I am having an issue with Splunk 4.3.3 regarding a memory issue. For one reason or another, it seems to have a constant linear rise in memory usage.

The Splunk instance is running on RHEL 5 2.6.18-238.el5 with 4 GB of RAM and 2 CPU cores. It is also worth noting it is a VM. There are no searches running, CPU usage is idle. I do not have an excessive number of logs being ingested. 21 folders are monitored for logs with the followTail option enabled to prevent re-indexing. I also have 5 Windows machines sending logs via TCP using the Universal Forwarder. They are separated into 5 different indexes and are searchable and handled fine.

I have monitored the system via TOP and shows no memory allocation to cache or buffer. But for one reason or another, it just continues to rise. Eventually over the span of a few hours, OOM killer is invoked and starts killing processes to try and free up memory, but eventually all memory including swap is consumed and the system crashes.

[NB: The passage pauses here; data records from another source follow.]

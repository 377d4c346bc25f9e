use std::{pin::Pin, sync::Arc, time::SystemTime};

use futures::{Stream, StreamExt};

/// A payload travelling through the pipeline, tagged with where it came from.
#[derive(Debug, Clone)]
pub struct Envelope<T> {
    pub payload: T,
    pub origin: Arc<str>,
    pub loaded_at: SystemTime,
}

impl<T> Envelope<T> {
    pub fn new(payload: T, origin: Arc<str>) -> Self {
        Self {
            payload,
            origin,
            loaded_at: SystemTime::now(),
        }
    }
}

#[derive(thiserror::Error, Debug)]
pub enum PipelineError {
    #[error("source error: {0}")]
    Source(String),
    #[error("transform error: {0}")]
    Transform(String),
    #[error("sink error: {0}")]
    Sink(String),
}

#[async_trait::async_trait]
pub trait Source<T>: Send + Sync {
    async fn stream(
        &self,
    ) -> Pin<Box<dyn Stream<Item = Result<Envelope<T>, PipelineError>> + Send>>;
}

#[async_trait::async_trait]
pub trait Transform<I, O>: Send + Sync {
    async fn apply(&self, input: Envelope<I>) -> Result<Envelope<O>, PipelineError>;
}

#[async_trait::async_trait]
pub trait Sink<T>: Send + Sync {
    async fn run<S>(&self, input: S) -> Result<(), PipelineError>
    where
        S: Stream<Item = Result<Envelope<T>, PipelineError>> + Send + Unpin + 'static;
}

pub struct Pipeline<S, T, K> {
    pub source: S,
    pub transforms: Vec<Arc<dyn Transform<T, T> + Send + Sync>>, // same-type transforms chain
    pub sink: K,
}

impl<T, S, K> Pipeline<S, T, K>
where
    T: Send + 'static,
    S: Source<T> + Send + Sync + 'static,
    K: Sink<T> + Send + Sync + 'static,
{
    pub fn new(source: S, sink: K) -> Self {
        Self {
            source,
            transforms: Vec::new(),
            sink,
        }
    }

    pub fn with_transform(mut self, transform: Arc<dyn Transform<T, T> + Send + Sync>) -> Self {
        self.transforms.push(transform);
        self
    }

    /// Drains the source through every transform into the sink.
    ///
    /// A record rejected by a transform travels on as an `Err` item; sinks
    /// decide whether that is fatal.
    pub async fn run(self) -> Result<(), PipelineError> {
        let mut stream = self.source.stream().await;

        for t in self.transforms {
            stream = Box::pin(stream.then(move |item| {
                let t = t.clone();
                async move {
                    match item {
                        Ok(env) => t.apply(env).await,
                        Err(e) => Err(e),
                    }
                }
            }));
        }

        self.sink.run(stream).await
    }
}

I have tried disabling ALL indexers and monitoring of files (except main). Originally I was running 4.3.2, and tried 4.3.3 to see if it would resolve the memory leaks.

splunkd.log:

08-25-2012 08:10:34.142 +0000 ERROR TcpInputFd - SSL Error for fd from HOST:X.X.X.X, IP:X.X.X.X, PORT:57483
08-25-2012 08:26:45.668 +0000 ERROR TcpInputFd - SSL_ERROR_SYSCALL ret errno:32
08-25-2012 08:27:29.414 +0000 INFO  PipelineComponent - MetricsManager:probeandreport() took longer than seems reasonable (4009562 milliseconds) in callbackRunnerThread. Might indicate hardware or splunk limitations.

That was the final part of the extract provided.